Ein in Toronto ansässiges Startup namens „Muse“ hat ein sensorisches Stirnband entwickelt, das in Echtzeit Informationen darüber liefert, was in Ihrem Gehirn vor sich geht. Wie Sie sich vorstellen können, hat das Startup bereits ein „Corporate-Wellness-Programm“, um „Ihren Mitarbeitern zu helfen, Stress zu reduzieren, ihre Belastbarkeit zu erhöhen und ihr Engagement zu verbessern.“ Andere Stirnbänder auf dem Markt verwenden ebenfalls proprietäre Sensoren zur Erkennung von Gehirnsignalen und nutzen maschinelle Lernalgorithmen, um Einblicke in das Engagement der Benutzer/Arbeiter zu geben. Sie können verfolgen, ob jemand konzentriert oder abgelenkt ist. Theoretisch könnte dies Einzelpersonen bei ihren täglichen Aufgaben helfen, indem sie basierend auf dem Aufmerksamkeitsniveau auswerten, welche Aufgaben zuerst angegangen werden sollten. Aber es gibt auch ein großes Potenzial für Missbrauch (mehr dazu weiter unten).
Diese Fähigkeit, den Aufmerksamkeitsgrad zu überwachen (und potenziell zu kontrollieren), schafft neue Möglichkeiten für Manager. Unternehmen könnten zum Beispiel Zugriff auf ein spezielles „BCI-HR-Dashboard“ haben, in dem die Gehirndaten aller Mitarbeiter in Echtzeit angezeigt werden. Werden wir sehen, dass Vorgesetzte die Aufmerksamkeitswerte ihrer Kollegen überwachen? Werden wir am Ende jeder jährlichen Leistungsbeurteilung auch die Aufmerksamkeitsniveaus dank unserer BCIs analysieren und vergleichen? Die Informationen über Ihr Gehirn könnten auch für Ihre Arbeitgeber von Interesse sein, da sie so ein Auge darauf haben können, wie konzentriert Sie sind, und die Arbeitsbelastung der Mitarbeiter entsprechend anpassen können. Auch hier gibt es viel Potenzial für Missbrauch.

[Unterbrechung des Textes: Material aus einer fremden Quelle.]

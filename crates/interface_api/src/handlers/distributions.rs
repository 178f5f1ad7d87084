//! Distribution handlers

use axum::{extract::State, Json};

use crate::{AppState, error::ApiError};
use crate::dto::distributions::{DistributionRequest, DistributionResponse};

/// Runs gross proceeds through the priority waterfall
pub async fn distribute(
    State(state): State<AppState>,
    Json(request): Json<DistributionRequest>,
) -> Result<Json<DistributionResponse>, ApiError> {
    let result = state.distributor.distribute_amount(request.gross_proceeds)?;
    Ok(Json(result.into()))
}
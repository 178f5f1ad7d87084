//! Portfolio handlers

use axum::{extract::State, Json};

use core_kernel::{Money, Rate};
use domain_distribution::{calculate_portfolio_metrics, DbaTerms, PortfolioMetrics, PortfolioTotals};

use crate::{AppState, error::ApiError};
use crate::dto::portfolio::PortfolioMetricsRequest;

/// DBA proceeds, funder distribution and MOIC for a portfolio
pub async fn metrics(
    State(state): State<AppState>,
    Json(request): Json<PortfolioMetricsRequest>,
) -> Result<Json<PortfolioMetrics>, ApiError> {
    let currency = state.distributor.rules().currency();
    let totals = PortfolioTotals {
        total_claims_value: Money::new(request.total_claims_value, currency),
        total_funded: Money::new(request.total_funded, currency),
    };
    if totals.total_claims_value.is_negative() || totals.total_funded.is_negative() {
        return Err(ApiError::Validation("Portfolio totals must not be negative".to_string()));
    }

    let terms = match request.dba_rate {
        Some(rate) => DbaTerms::new(Rate::coerce_percentage(Some(rate), state.dba.dba_rate.as_percentage())),
        None => state.dba,
    };

    Ok(Json(calculate_portfolio_metrics(&totals, &terms, &state.distributor)?))
}
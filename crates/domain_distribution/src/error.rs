//! Distribution domain errors

use rust_decimal::Decimal;
use thiserror::Error;

use core_kernel::{Currency, MoneyError};

/// Errors that can occur in the distribution domain
#[derive(Debug, Error)]
pub enum DistributionError {
    #[error("Invalid split fractions: {0}")]
    InvalidFractions(String),

    #[error("Tier {tier} must not be negative, got {value}")]
    NegativeTier { tier: String, value: Decimal },

    #[error("Proceeds must not be negative, got {0}")]
    NegativeProceeds(Decimal),

    #[error("Funded amount must not be negative, got {0}")]
    NegativeFunding(Decimal),

    #[error("Invalid funding agreement terms: {0}")]
    InvalidTerms(String),

    #[error("Currency mismatch: rules are in {expected}, got {actual}")]
    CurrencyMismatch { expected: Currency, actual: Currency },

    #[error("Money error: {0}")]
    Money(#[from] MoneyError),
}
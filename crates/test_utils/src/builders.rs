//! Test Data Builders
//!
//! Provides builder patterns for constructing test data with sensible defaults.
//! These builders allow tests to specify only the relevant fields while using
//! defaults for everything else.

use chrono::NaiveDate;
use core_kernel::Currency;
use domain_redress::ClaimRecord;
use rust_decimal::Decimal;
use rust_decimal_macros::dec;

/// Builder for claim records
///
/// Defaults to an eligible PCP claim: agreement 2019-06-15, submitted
/// 2024-11-01, commission 3,000 on a 5,000 cost of credit, 25,000 loan,
/// disclosure inadequate, nothing claimed.
pub struct ClaimRecordBuilder {
    record: ClaimRecord,
}

impl Default for ClaimRecordBuilder {
    fn default() -> Self {
        Self::new()
    }
}

impl ClaimRecordBuilder {
    /// Creates a new builder with default values
    pub fn new() -> Self {
        let mut record = ClaimRecord::new("TEST-CLAIM");
        record.agreement_date = Some("2019-06-15".to_string());
        record.submission_date = Some("2024-11-01".to_string());
        record.product_type = Some("PCP".to_string());
        record.commission_amount = dec!(3000);
        record.total_cost_of_credit = dec!(5000);
        record.loan_amount = dec!(25000);
        record.disclosure_adequate = Some(false);
        Self { record }
    }

    pub fn with_reference(mut self, reference: impl Into<String>) -> Self {
        self.record.reference = reference.into();
        self
    }

    /// Sets the agreement date as raw text
    pub fn with_agreement_date(mut self, date: impl Into<String>) -> Self {
        self.record.agreement_date = Some(date.into());
        self
    }

    /// Sets the agreement date in ISO format
    pub fn with_agreement_on(self, date: NaiveDate) -> Self {
        self.with_agreement_date(date.format("%Y-%m-%d").to_string())
    }

    pub fn without_agreement_date(mut self) -> Self {
        self.record.agreement_date = None;
        self
    }

    pub fn with_submission_date(mut self, date: impl Into<String>) -> Self {
        self.record.submission_date = Some(date.into());
        self
    }

    pub fn without_submission_date(mut self) -> Self {
        self.record.submission_date = None;
        self
    }

    pub fn with_product_type(mut self, product: impl Into<String>) -> Self {
        self.record.product_type = Some(product.into());
        self
    }

    pub fn without_product_type(mut self) -> Self {
        self.record.product_type = None;
        self
    }

    /// Sets the commission and total cost of credit together
    pub fn with_commission(mut self, commission: Decimal, total_cost_of_credit: Decimal) -> Self {
        self.record.commission_amount = commission;
        self.record.total_cost_of_credit = total_cost_of_credit;
        self
    }

    /// Supplies the commission percentage directly
    pub fn with_commission_pct(mut self, pct: Decimal) -> Self {
        self.record.commission_pct_of_cost = Some(pct);
        self
    }

    pub fn with_loan_amount(mut self, amount: Decimal) -> Self {
        self.record.loan_amount = amount;
        self
    }

    pub fn with_disclosure_adequate(mut self, adequate: Option<bool>) -> Self {
        self.record.disclosure_adequate = adequate;
        self
    }

    pub fn with_claimed_amount(mut self, amount: Decimal) -> Self {
        self.record.claimed_amount = Some(amount);
        self
    }

    pub fn with_consequential_losses(mut self, amount: Decimal) -> Self {
        self.record.consequential_losses = amount;
        self
    }

    pub fn with_currency(mut self, currency: Currency) -> Self {
        self.record.currency = currency;
        self
    }

    pub fn build(self) -> ClaimRecord {
        self.record
    }
}

#[cfg(test)]
mod tests {
    use super::*;

    #[test]
    fn test_default_claim_is_valid() {
        let claim = ClaimRecordBuilder::new().build();
        assert!(claim.validate().is_ok());
        assert_eq!(claim.commission_pct(), Some(dec!(60)));
    }

    #[test]
    fn test_builder_overrides() {
        let claim = ClaimRecordBuilder::new()
            .with_reference("C-42")
            .with_agreement_on(NaiveDate::from_ymd_opt(2012, 2, 29).unwrap())
            .without_product_type()
            .with_claimed_amount(dec!(900))
            .build();

        assert_eq!(claim.reference, "C-42");
        assert_eq!(claim.agreement_date.as_deref(), Some("2012-02-29"));
        assert_eq!(claim.product_type, None);
        assert_eq!(claim.claimed_amount, Some(dec!(900)));
    }
}
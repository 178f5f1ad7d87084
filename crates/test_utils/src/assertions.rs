//! Custom Test Assertions
//!
//! Provides specialized assertion helpers for domain types that give
//! more meaningful error messages than standard assertions.

use core_kernel::Money;
use domain_distribution::DistributionResult;
use domain_redress::EligibilityResult;
use rust_decimal::Decimal;

/// Asserts that two Money values are approximately equal within a tolerance
///
/// # Panics
///
/// Panics if the currencies don't match or the amounts differ by more than tolerance
pub fn assert_money_approx_eq(actual: &Money, expected: &Money, tolerance: Decimal) {
    assert_eq!(
        actual.currency(),
        expected.currency(),
        "Currency mismatch: actual={}, expected={}",
        actual.currency(),
        expected.currency()
    );

    let diff = (actual.amount() - expected.amount()).abs();
    assert!(
        diff <= tolerance,
        "Money amounts differ by more than tolerance: actual={}, expected={}, diff={}, tolerance={}",
        actual.amount(),
        expected.amount(),
        diff,
        tolerance
    );
}

/// Asserts that money values sum exactly to a total
pub fn assert_money_sum_equals(parts: &[Money], total: &Money) {
    let sum = parts.iter().fold(Money::zero(total.currency()), |acc, m| {
        acc.checked_add(m).expect("Currency mismatch in sum")
    });

    assert_eq!(
        sum.amount(),
        total.amount(),
        "Sum of parts ({}) doesn't equal total ({})",
        sum.amount(),
        total.amount()
    );
}

/// Asserts the distribution invariants: the three final shares sum to the
/// gross and no payment is negative
pub fn assert_distribution_conserves(result: &DistributionResult) {
    assert_money_sum_equals(
        &[result.funder_share, result.firm_share, result.claims_processor_share],
        &result.gross_proceeds,
    );

    for payment in result.tier_payments() {
        assert!(
            !payment.amount.is_negative(),
            "Negative payment {} to {:?} under {:?}",
            payment.amount,
            payment.recipient,
            payment.tier
        );
    }
}

/// Asserts that some reason starts with `prefix`
pub fn assert_has_reason(result: &EligibilityResult, prefix: &str) {
    assert!(
        result.reasons.iter().any(|r| r.starts_with(prefix)),
        "No reason starting with {:?} in {:?}",
        prefix,
        result.reasons
    );
}

/// Asserts that some warning contains `fragment`
pub fn assert_has_warning(result: &EligibilityResult, fragment: &str) {
    assert!(
        result.warnings.iter().any(|w| w.contains(fragment)),
        "No warning containing {:?} in {:?}",
        fragment,
        result.warnings
    );
}

/// Asserts that a decimal value is approximately equal to another
pub fn assert_decimal_approx_eq(actual: Decimal, expected: Decimal, tolerance: Decimal) {
    let diff = (actual - expected).abs();
    assert!(
        diff <= tolerance,
        "Decimals differ by more than tolerance: actual={}, expected={}, diff={}, tolerance={}",
        actual,
        expected,
        diff,
        tolerance
    );
}

/// Asserts that a result is Ok and returns the value
#[macro_export]
macro_rules! assert_ok {
    ($result:expr) => {
        match $result {
            Ok(value) => value,
            Err(e) => panic!("Expected Ok, got Err: {:?}", e),
        }
    };
    ($result:expr, $msg:expr) => {
        match $result {
            Ok(value) => value,
            Err(e) => panic!("{}: {:?}", $msg, e),
        }
    };
}

/// Asserts that an error matches a specific variant
#[macro_export]
macro_rules! assert_err_variant {
    ($result:expr, $pattern:pat) => {
        match $result {
            Ok(value) => panic!("Expected Err matching {}, got Ok({:?})", stringify!($pattern), value),
            Err(ref e) => {
                assert!(
                    matches!(e, $pattern),
                    "Error {:?} does not match pattern {}",
                    e,
                    stringify!($pattern)
                );
            }
        }
    };
}
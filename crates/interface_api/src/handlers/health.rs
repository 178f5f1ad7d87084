//! Health check handlers

use axum::Json;
use serde::Serialize;

#[derive(Serialize)]
pub struct HealthResponse {
    pub status: String,
    pub version: String,
}

/// Health check endpoint
pub async fn health_check() -> Json<HealthResponse> {
    Json(HealthResponse {
        status: "healthy".to_string(),
        version: env!("CARGO_PKG_VERSION").to_string(),
    })
}
//! Test Utilities Crate
//!
//! Provides shared test infrastructure, fixtures, and helpers for the
//! redress core test suite.
//!
//! # Modules
//!
//! - `fixtures`: Pre-built claims, rules and dates used across tests
//! - `builders`: Builder patterns for test data construction
//! - `assertions`: Custom assertion helpers for domain types
//! - `generators`: Property-based test data generators

pub mod fixtures;
pub mod builders;
pub mod assertions;
pub mod generators;

pub use fixtures::*;
pub use builders::*;
pub use assertions::*;
pub use generators::*;
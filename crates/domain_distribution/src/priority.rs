//! Funding-priority (waterfall) terms
//!
//! [`PriorityTerms`] is the plain, serializable form read from
//! configuration. [`PriorityRules`] is the validated form the distributor
//! runs on; it can only be built from terms that pass [`PriorityTerms::validate`].

use rust_decimal::Decimal;
use rust_decimal_macros::dec;
use serde::{Deserialize, Serialize};

use core_kernel::{Currency, Money, Rate};
use crate::error::DistributionError;

/// Funder's share of net proceeds
pub const DEFAULT_FUNDER_FRACTION: Decimal = dec!(0.8);
/// Firm's share of net proceeds
pub const DEFAULT_FIRM_FRACTION: Decimal = dec!(0.2);
/// Part of the firm's share passed on to the claims processor
pub const CLAIMS_PROCESSOR_FRACTION: Decimal = dec!(0.5);

/// Priority deed terms as configured
#[derive(Debug, Clone, PartialEq, Serialize, Deserialize)]
#[serde(default)]
pub struct PriorityTerms {
    pub outstanding_costs_sum: Decimal,
    pub first_tier_funder_return: Decimal,
    pub distribution_costs_overrun: Decimal,
    pub funder_fraction: Decimal,
    pub firm_fraction: Decimal,
    pub currency: Currency,
}

impl Default for PriorityTerms {
    fn default() -> Self {
        Self {
            outstanding_costs_sum: Decimal::ZERO,
            first_tier_funder_return: Decimal::ZERO,
            distribution_costs_overrun: Decimal::ZERO,
            funder_fraction: DEFAULT_FUNDER_FRACTION,
            firm_fraction: DEFAULT_FIRM_FRACTION,
            currency: Currency::default(),
        }
    }
}

impl PriorityTerms {
    /// Creates terms with the given tier amounts and the default 80/20 split
    pub fn new(
        outstanding_costs_sum: Decimal,
        first_tier_funder_return: Decimal,
        distribution_costs_overrun: Decimal,
    ) -> Self {
        Self {
            outstanding_costs_sum,
            first_tier_funder_return,
            distribution_costs_overrun,
            ..Self::default()
        }
    }

    pub fn with_split(mut self, funder_fraction: Decimal, firm_fraction: Decimal) -> Self {
        self.funder_fraction = funder_fraction;
        self.firm_fraction = firm_fraction;
        self
    }

    pub fn with_currency(mut self, currency: Currency) -> Self {
        self.currency = currency;
        self
    }

    /// Validates that tiers are non-negative and the split fractions lie in
    /// `[0, 1]` and sum to exactly 1
    pub fn validate(&self) -> Result<(), DistributionError> {
        let tiers = [
            ("outstanding_costs_sum", self.outstanding_costs_sum),
            ("first_tier_funder_return", self.first_tier_funder_return),
            ("distribution_costs_overrun", self.distribution_costs_overrun),
        ];
        for (tier, value) in tiers {
            if value < Decimal::ZERO {
                return Err(DistributionError::NegativeTier {
                    tier: tier.to_string(),
                    value,
                });
            }
        }

        for (name, fraction) in [("funder_fraction", self.funder_fraction), ("firm_fraction", self.firm_fraction)] {
            if fraction < Decimal::ZERO || fraction > Decimal::ONE {
                return Err(DistributionError::InvalidFractions(format!(
                    "{} must be between 0 and 1, got {}",
                    name, fraction
                )));
            }
        }

        let total = self.funder_fraction + self.firm_fraction;
        if total != Decimal::ONE {
            return Err(DistributionError::InvalidFractions(format!(
                "Fractions must sum to 1, got {}",
                total
            )));
        }

        Ok(())
    }
}

/// Validated priority terms
#[derive(Debug, Clone, PartialEq, Serialize, Deserialize)]
#[serde(try_from = "PriorityTerms", into = "PriorityTerms")]
pub struct PriorityRules {
    outstanding_costs_sum: Money,
    first_tier_funder_return: Money,
    distribution_costs_overrun: Money,
    funder_fraction: Rate,
    firm_fraction: Rate,
}

impl PriorityRules {
    /// Validates and converts configured terms
    pub fn new(terms: PriorityTerms) -> Result<Self, DistributionError> {
        terms.validate()?;
        Ok(Self {
            outstanding_costs_sum: Money::new(terms.outstanding_costs_sum, terms.currency),
            first_tier_funder_return: Money::new(terms.first_tier_funder_return, terms.currency),
            distribution_costs_overrun: Money::new(terms.distribution_costs_overrun, terms.currency),
            funder_fraction: Rate::new(terms.funder_fraction),
            firm_fraction: Rate::new(terms.firm_fraction),
        })
    }

    pub fn outstanding_costs_sum(&self) -> Money {
        self.outstanding_costs_sum
    }

    pub fn first_tier_funder_return(&self) -> Money {
        self.first_tier_funder_return
    }

    pub fn distribution_costs_overrun(&self) -> Money {
        self.distribution_costs_overrun
    }

    pub fn funder_fraction(&self) -> Rate {
        self.funder_fraction
    }

    pub fn firm_fraction(&self) -> Rate {
        self.firm_fraction
    }

    pub fn currency(&self) -> Currency {
        self.outstanding_costs_sum.currency()
    }
}

impl Default for PriorityRules {
    fn default() -> Self {
        let terms = PriorityTerms::default();
        let currency = terms.currency;
        Self {
            outstanding_costs_sum: Money::zero(currency),
            first_tier_funder_return: Money::zero(currency),
            distribution_costs_overrun: Money::zero(currency),
            funder_fraction: Rate::new(terms.funder_fraction),
            firm_fraction: Rate::new(terms.firm_fraction),
        }
    }
}

impl TryFrom<PriorityTerms> for PriorityRules {
    type Error = DistributionError;

    fn try_from(terms: PriorityTerms) -> Result<Self, Self::Error> {
        Self::new(terms)
    }
}

impl From<PriorityRules> for PriorityTerms {
    fn from(rules: PriorityRules) -> Self {
        Self {
            outstanding_costs_sum: rules.outstanding_costs_sum.amount(),
            first_tier_funder_return: rules.first_tier_funder_return.amount(),
            distribution_costs_overrun: rules.distribution_costs_overrun.amount(),
            funder_fraction: rules.funder_fraction.as_decimal(),
            firm_fraction: rules.firm_fraction.as_decimal(),
            currency: rules.currency(),
        }
    }
}

#[cfg(test)]
mod tests {
    use super::*;
    use serde_json::json;

    #[test]
    fn test_default_split() {
        let rules = PriorityRules::default();
        assert_eq!(rules.funder_fraction().as_percentage(), dec!(80));
        assert_eq!(rules.firm_fraction().as_percentage(), dec!(20));
        assert!(rules.outstanding_costs_sum().is_zero());
        assert_eq!(rules.currency(), Currency::GBP);
    }

    #[test]
    fn test_fractions_must_sum_to_one() {
        let terms = PriorityTerms::default().with_split(dec!(0.8), dec!(0.3));
        assert!(matches!(
            PriorityRules::new(terms),
            Err(DistributionError::InvalidFractions(_))
        ));
    }

    #[test]
    fn test_fraction_out_of_range() {
        let terms = PriorityTerms::default().with_split(dec!(1.2), dec!(-0.2));
        assert!(matches!(
            PriorityRules::new(terms),
            Err(DistributionError::InvalidFractions(_))
        ));
    }

    #[test]
    fn test_negative_tier_rejected() {
        let terms = PriorityTerms::new(dec!(-1), dec!(0), dec!(0));
        match PriorityRules::new(terms) {
            Err(DistributionError::NegativeTier { tier, .. }) => assert_eq!(tier, "outstanding_costs_sum"),
            other => panic!("Expected NegativeTier, got {:?}", other),
        }
    }

    #[test]
    fn test_deserialize_validates() {
        let ok: PriorityRules = serde_json::from_value(json!({
            "outstanding_costs_sum": "20000",
            "first_tier_funder_return": 10000,
            "funder_fraction": "0.7",
            "firm_fraction": "0.3"
        }))
        .unwrap();
        assert_eq!(ok.outstanding_costs_sum().amount(), dec!(20000));
        assert_eq!(ok.firm_fraction().as_decimal(), dec!(0.3));

        let bad = serde_json::from_value::<PriorityRules>(json!({ "funder_fraction": "0.9" }));
        assert!(bad.is_err());
    }

    #[test]
    fn test_serializes_as_terms() {
        let rules = PriorityRules::new(PriorityTerms::new(dec!(20000), dec!(10000), dec!(5000))).unwrap();
        let terms: PriorityTerms = serde_json::from_value(serde_json::to_value(&rules).unwrap()).unwrap();
        assert_eq!(terms.distribution_costs_overrun, dec!(5000));
        assert_eq!(terms.funder_fraction, dec!(0.8));
    }
}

Ich erwarte auch, dass in naher Zukunft mehr berufliche Veranstaltungen BCIs nutzen werden. In der Tat hat die Forschung gezeigt, dass Gehirndaten dabei helfen können, vorherzusagen, welche Stände und Aktivitäten Menschen besuchen würden. Werden wir in Zukunft BCIs brauchen, um an Business-Events teilzunehmen?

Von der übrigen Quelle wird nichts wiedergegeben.